In the cannabis industry, it is well known that you can send the same sample to multiple labs (or test the same sample) and get significantly different results. This issue has sparked numerous cannabidiol (CBD) product warning letters from the Food and Drug Administration (FDA) for having cannabinoid test results that do not match the potency labeled on the packaging. The authors of the research paper “Pitfalls in the Analysis of Phytocannabinoids in Cannabis Inflorescence” likewise point out that these products lack the standardization of FDA-approved phytocannabinoid drugs like Sativex and Epidiolex. 
Analytical Testing for Cannabinoids
When it comes to cannabis there is no agreement in the scientific community on the validation parameters and criteria for the determination of cannabinoids. There are two widely accepted official methods for testing cannabis flower for cannabinoid potency.
Those are the monograph of cannabis flos of the German Pharmacopoeia and the Union method established by the European Commission for the quantitative determination of the delta-9-tetrahydrocannabinol (Δ9-THC) content in hemp varieties (EU method).
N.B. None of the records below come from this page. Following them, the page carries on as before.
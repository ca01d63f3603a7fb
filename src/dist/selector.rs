//! Sampling-model selection.
//!
//! Decides from (N, K, n) whether the binomial approximation is acceptable
//! or the exact hypergeometric model is required, and maps the raw
//! population parameters into the chosen engine's calculation inputs.

use serde::Serialize;

use super::engine::{CalculationInputs, DistributionFamily};
use super::error::DistError;
use super::result::{round4, round6};

/// Sample fraction n/N at and above which the hypergeometric model is used.
pub const SAMPLE_RATIO_THRESHOLD: f64 = 0.20;

/// Outcome of one model-selection decision.
///
/// Created fresh per call; pure value, never persisted.
#[derive(Debug, Clone, PartialEq, Serialize)]
pub struct ModelDecision {
    /// The chosen distribution family
    pub family: DistributionFamily,
    /// n/N, rounded to 4 decimals
    pub sample_ratio: f64,
    /// The threshold the decision was made against
    pub threshold: f64,
    /// Why this family was chosen, with the ratio spelled out
    pub reason: String,
    /// Present only when the binomial approximation was chosen
    #[serde(skip_serializing_if = "Option::is_none")]
    pub recommendation: Option<String>,
}

/// Stateless decision policy.
pub struct ModelSelector;

impl ModelSelector {
    /// Decide which distribution family fits the sampling scenario.
    ///
    /// # Arguments
    /// * `population` - Population size (N), at least 1
    /// * `successes` - Successes in the population (K), 0 ≤ K ≤ N
    /// * `sample` - Sample size (n), 1 ≤ n ≤ N
    ///
    /// # Returns
    /// Hypergeometric when n/N ≥ 0.20, otherwise Binomial together with a
    /// recommendation to switch for higher precision. Deterministic for a
    /// given input.
    pub fn decide(population: u64, successes: u64, sample: u64) -> Result<ModelDecision, DistError> {
        if population == 0 {
            return Err(DistError::validation(
                "N",
                "population size (N) must be greater than 0",
            ));
        }
        if successes > population {
            return Err(DistError::validation(
                "K",
                "population successes (K) cannot be larger than the population size (N)",
            ));
        }
        if sample == 0 {
            return Err(DistError::validation(
                "n",
                "sample size (n) must be greater than 0",
            ));
        }
        if sample > population {
            return Err(DistError::validation(
                "n",
                "sample size (n) cannot be larger than the population size (N)",
            ));
        }

        let sample_ratio = sample as f64 / population as f64;
        let ratio_pct = sample_ratio * 100.0;
        let threshold_pct = SAMPLE_RATIO_THRESHOLD * 100.0;

        let (family, reason, recommendation) = if sample_ratio >= SAMPLE_RATIO_THRESHOLD {
            (
                DistributionFamily::Hypergeometric,
                format!(
                    "The sample is {:.2}% of the population (>= {:.0}%). Using the \
                     hypergeometric distribution because sampling without replacement \
                     materially affects the probabilities.",
                    ratio_pct, threshold_pct
                ),
                None,
            )
        } else {
            (
                DistributionFamily::Binomial,
                format!(
                    "The sample is {:.2}% of the population (< {:.0}%). Using the \
                     binomial distribution as an approximation because the effect of \
                     sampling without replacement is negligible.",
                    ratio_pct, threshold_pct
                ),
                Some(format!(
                    "For higher precision consider the hypergeometric distribution. \
                     The binomial is a good approximation when n/N < {:.0}%.",
                    threshold_pct
                )),
            )
        };

        Ok(ModelDecision {
            family,
            sample_ratio: round4(sample_ratio),
            threshold: SAMPLE_RATIO_THRESHOLD,
            reason,
            recommendation,
        })
    }

    /// Decide and shape the parameters for the chosen engine.
    ///
    /// The binomial approximation gets `{n, p = K/N, x, N}`; the
    /// hypergeometric model gets `{N, K, n, x}` untouched. Validation of
    /// `x` against the sample is left to the engine.
    pub fn distribution_inputs(
        population: u64,
        successes: u64,
        sample: u64,
        observed: Option<u64>,
    ) -> Result<(ModelDecision, CalculationInputs), DistError> {
        let decision = Self::decide(population, successes, sample)?;

        let inputs = match decision.family {
            DistributionFamily::Binomial => CalculationInputs::Binomial {
                sample,
                p: round6(successes as f64 / population as f64),
                observed,
                population: Some(population),
            },
            DistributionFamily::Hypergeometric => CalculationInputs::Hypergeometric {
                population,
                successes,
                sample,
                observed,
            },
        };

        Ok((decision, inputs))
    }
}

#[cfg(test)]
mod tests {
    use super::*;

    #[test]
    fn test_small_sample_chooses_binomial_with_recommendation() {
        let decision = ModelSelector::decide(1000, 200, 50).unwrap();
        assert_eq!(decision.family, DistributionFamily::Binomial);
        assert_eq!(decision.sample_ratio, 0.05);
        assert!(decision.recommendation.is_some());
        assert!(decision.reason.contains("5.00%"));
    }

    #[test]
    fn test_large_sample_chooses_hypergeometric() {
        let decision = ModelSelector::decide(1000, 200, 250).unwrap();
        assert_eq!(decision.family, DistributionFamily::Hypergeometric);
        assert_eq!(decision.sample_ratio, 0.25);
        assert!(decision.recommendation.is_none());
    }

    #[test]
    fn test_threshold_boundary_is_hypergeometric() {
        // Exactly 20% is already "at or above" the threshold.
        let decision = ModelSelector::decide(1000, 200, 200).unwrap();
        assert_eq!(decision.family, DistributionFamily::Hypergeometric);
    }

    #[test]
    fn test_decision_is_deterministic() {
        let a = ModelSelector::decide(500, 100, 30).unwrap();
        let b = ModelSelector::decide(500, 100, 30).unwrap();
        assert_eq!(a, b);
    }

    #[test]
    fn test_binomial_inputs_carry_derived_p() {
        let (decision, inputs) =
            ModelSelector::distribution_inputs(1000, 200, 50, Some(10)).unwrap();
        assert_eq!(decision.family, DistributionFamily::Binomial);
        match inputs {
            CalculationInputs::Binomial {
                sample,
                p,
                observed,
                population,
            } => {
                assert_eq!(sample, 50);
                assert_eq!(p, 0.2);
                assert_eq!(observed, Some(10));
                assert_eq!(population, Some(1000));
            }
            _ => panic!("Expected binomial inputs"),
        }
    }

    #[test]
    fn test_hypergeometric_inputs_pass_through() {
        let (decision, inputs) =
            ModelSelector::distribution_inputs(1000, 200, 250, None).unwrap();
        assert_eq!(decision.family, DistributionFamily::Hypergeometric);
        match inputs {
            CalculationInputs::Hypergeometric {
                population,
                successes,
                sample,
                observed,
            } => {
                assert_eq!((population, successes, sample, observed), (1000, 200, 250, None));
            }
            _ => panic!("Expected hypergeometric inputs"),
        }
    }

    #[test]
    fn test_validation_errors() {
        assert_eq!(
            ModelSelector::decide(0, 0, 1).unwrap_err().field(),
            Some("N")
        );
        assert_eq!(
            ModelSelector::decide(10, 11, 5).unwrap_err().field(),
            Some("K")
        );
        assert_eq!(
            ModelSelector::decide(10, 5, 0).unwrap_err().field(),
            Some("n")
        );
        assert_eq!(
            ModelSelector::decide(10, 5, 11).unwrap_err().field(),
            Some("n")
        );
    }
}
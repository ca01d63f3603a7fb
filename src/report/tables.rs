//! Terminal rendering of decisions, statistics, and probability series

use comfy_table::{presets::UTF8_FULL_CONDENSED, Attribute, Cell, Color, Table};
use console::style;

use crate::data::CategoricalAnalysis;
use crate::dist::{ChartSeries, DistributionResult, ModelDecision};

/// How many series rows to show before truncating the table
const SERIES_PREVIEW_ROWS: usize = 25;

fn print_indented(table: &Table) {
    for line in table.to_string().lines() {
        println!("    {}", line);
    }
}

fn fmt_number(value: f64) -> String {
    format!("{:.6}", value)
        .trim_end_matches('0')
        .trim_end_matches('.')
        .to_string()
}

/// Print the model-selection decision card.
pub fn print_decision(decision: &ModelDecision) {
    println!();
    println!(
        "    {} {}",
        style("MODEL DECISION").white().bold(),
        style(format!("→ {}", decision.family)).cyan().bold()
    );
    println!("    {}", style("─".repeat(50)).dim());
    println!(
        "      Sample ratio n/N: {} {}",
        style(format!("{:.2}%", decision.sample_ratio * 100.0))
            .yellow()
            .bold(),
        style(format!("(threshold {:.0}%)", decision.threshold * 100.0)).dim()
    );
    println!("      {}", decision.reason);
    if let Some(recommendation) = &decision.recommendation {
        println!("      {} {}", style("Tip:").cyan(), recommendation);
    }
}

/// Print the statistics and interpretations of one calculation.
pub fn print_result(result: &DistributionResult) {
    println!();
    println!(
        "    {} {}",
        style(format!("{}", result.family).to_uppercase()).white().bold(),
        style("STATISTICS").white().bold()
    );
    println!("    {}", style("─".repeat(50)).dim());

    let mut table = Table::new();
    table.load_preset(UTF8_FULL_CONDENSED);
    table.set_header(vec![
        Cell::new("Statistic").add_attribute(Attribute::Bold),
        Cell::new("Value").add_attribute(Attribute::Bold),
    ]);

    let stats = &result.statistics;
    table.add_row(vec![Cell::new("Mean"), Cell::new(fmt_number(stats.mean))]);
    if let Some(median) = stats.median {
        table.add_row(vec![Cell::new("Median"), Cell::new(median)]);
    }
    table.add_row(vec![
        Cell::new("Variance"),
        Cell::new(fmt_number(stats.variance)),
    ]);
    table.add_row(vec![
        Cell::new("Std deviation"),
        Cell::new(fmt_number(stats.std)),
    ]);
    if let Some(adjusted) = stats.adjusted_std {
        table.add_row(vec![
            Cell::new("Adjusted std (finite pop.)"),
            Cell::new(fmt_number(adjusted)).fg(Color::Yellow),
        ]);
    }
    if let Some(factor) = stats.correction_factor {
        table.add_row(vec![
            Cell::new("Correction factor"),
            Cell::new(fmt_number(factor)),
        ]);
    }
    table.add_row(vec![
        Cell::new("Skewness"),
        Cell::new(fmt_number(stats.skewness)),
    ]);
    table.add_row(vec![
        Cell::new("Excess kurtosis"),
        Cell::new(fmt_number(stats.kurtosis)),
    ]);
    print_indented(&table);

    let population_line = match (result.population_ratio, result.sample_ratio) {
        (Some(ratio), _) | (None, Some(ratio)) => format!(
            "Population: {} (n/N = {:.2}%)",
            result.population_type,
            ratio * 100.0
        ),
        (None, None) => format!("Population: {}", result.population_type),
    };
    println!("      {}", style(population_line).dim());

    println!();
    println!("      {} {}", style("Skew:").cyan(), result.interpretations.skewness);
    println!(
        "      {} {}",
        style("Kurtosis:").cyan(),
        result.interpretations.kurtosis
    );

    if let (Some(probability), Some(pct)) = (result.probability_x, result.probability_x_pct) {
        let x = result.inputs.observed.unwrap_or(0);
        println!();
        println!(
            "      {} {} {}",
            style(format!("P(X = {})", x)).white().bold(),
            style("=").dim(),
            style(format!("{} ({:.4}%)", fmt_number(probability), pct))
                .green()
                .bold()
        );
    }
}

/// Print the probability and cumulative series as a table.
pub fn print_chart(chart: &ChartSeries) {
    println!();
    println!("    {}", style("PROBABILITY SERIES").white().bold());
    println!("    {}", style("─".repeat(50)).dim());

    let mut table = Table::new();
    table.load_preset(UTF8_FULL_CONDENSED);
    table.set_header(vec![
        Cell::new("x").add_attribute(Attribute::Bold),
        Cell::new("P(X = x) %").add_attribute(Attribute::Bold),
        Cell::new("Cumulative %").add_attribute(Attribute::Bold),
    ]);

    for ((x, probability), cumulative) in chart
        .x_values
        .iter()
        .zip(chart.probabilities.iter())
        .zip(chart.cumulative.iter())
        .take(SERIES_PREVIEW_ROWS)
    {
        table.add_row(vec![
            Cell::new(x),
            Cell::new(format!("{:.4}", probability)),
            Cell::new(format!("{:.4}", cumulative)),
        ]);
    }
    print_indented(&table);

    if chart.x_values.len() > SERIES_PREVIEW_ROWS {
        println!(
            "      {}",
            style(format!(
                "... {} more rows (use --export for the full series)",
                chart.x_values.len() - SERIES_PREVIEW_ROWS
            ))
            .dim()
        );
    }
}

/// Print the categorical analysis that produced (N, K, p).
pub fn print_categorical(analysis: &CategoricalAnalysis) {
    println!();
    println!(
        "    {} {}",
        style("COLUMN ANALYSIS").white().bold(),
        style(format!("'{}'", analysis.column)).cyan()
    );
    println!("    {}", style("─".repeat(50)).dim());

    let mut table = Table::new();
    table.load_preset(UTF8_FULL_CONDENSED);
    table.set_header(vec![
        Cell::new("Category").add_attribute(Attribute::Bold),
        Cell::new("Count").add_attribute(Attribute::Bold),
        Cell::new("Share").add_attribute(Attribute::Bold),
    ]);

    let mut rows: Vec<(&String, &u64)> = analysis.categories.iter().collect();
    rows.sort_by(|a, b| b.1.cmp(a.1).then_with(|| a.0.cmp(b.0)));

    for (category, count) in rows {
        let share = *count as f64 / analysis.population as f64 * 100.0;
        let is_success = category == &analysis.success_category;
        let name_cell = if is_success {
            Cell::new(format!("{} (success)", category))
                .fg(Color::Green)
                .add_attribute(Attribute::Bold)
        } else {
            Cell::new(category)
        };
        table.add_row(vec![
            name_cell,
            Cell::new(count),
            Cell::new(format!("{:.2}%", share)),
        ]);
    }
    print_indented(&table);

    println!(
        "      N = {}, K = {}, p = {}",
        style(analysis.population).yellow().bold(),
        style(analysis.successes).yellow().bold(),
        style(fmt_number(analysis.p)).yellow().bold()
    );
}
The German method uses high-performance liquid chromatography-ultraviolet detection (HPLC-UV) for purity testing and cannabinoid quantification in dried cannabis flower.
The EU method uses gas chromatography-flame ionization detection (GC-FID) to verify the Δ9-THC content in cannabis flower or resin. So far, these are the only two cannabis testing methods that have official acceptance. However, future development of more accurate and reliable cannabis testing methods is needed.
For example, gas chromatography triggers decarboxylation of acidic cannabinoids, but the authors note that this conversion is not fixed and typically incomplete.
Sampling and Sample Preparation
It is important to take the correct part of the flower for testing. Do not use basal flowers that are less developed. The authors recommend collecting and mixing flowers and small leaves from the upper third of a reasonable number of plants located a few meters away in the same geographical area. Cannabis samples need to be properly dried and cured so weight loss on drying does not exceed 10% (w/w). Light and air exposure during storage must be prevented or Δ9-THC can degrade into cannabinol (CBN). Samples need to be ground consistently (1-mm sieve for EU method; 710-μm sieve for German method). Grinding increases surface area and releases resin, improving extraction. Grinding of the sample needs to occur right before testing or samples can degrade.
The German method advises using ethanol as a solvent. Hexane has less affinity for cannabinoids but also carries fewer impurities than ethanol. Hexane is often used to crystalize cannabinoids, so it may also decrease cannabinoid solubility and have less accurate results. However, for chromatograms, its results are cleaner and easier to read. That is why it is used in selective cannabinoid analysis by the European Commission.
Testing standards can lead to inaccuracies if they are not properly handled. Cannabinoid standards should be aliquoted into smaller units and stored at -18°C for a maximum of 6 months. Cannabinoid standards may come as solutions in methanol, so be aware that the methanol can result in an overestimation of cannabinoid concentration due to reactions that form derivatives with molecular similarity to cannabinoids. That is why it is also important to verify the concentration of cannabinoid standards with in-house testing.
Result variability in cannabinoid analysis is a real challenge. Each step of the analysis process has aspects that can alter results. That is why it is extremely important for cannabis companies to have a legitimate quality assurance program based on known standards. Standard operating procedures need to be accompanied by process validations that ensure testing is repeatable and accurate.
- Citti C, Russo F, Sgrò S, et al. Pitfalls in the analysis of phytocannabinoids in cannabis inflorescence. Analytical and Bioanalytical Chemistry. 2020;412(17):4009-4022. doi:10.1007/s00216-020-02554-3. [Impact Factor: 4.142; Times Cited: 6 (Semantic Scholar)]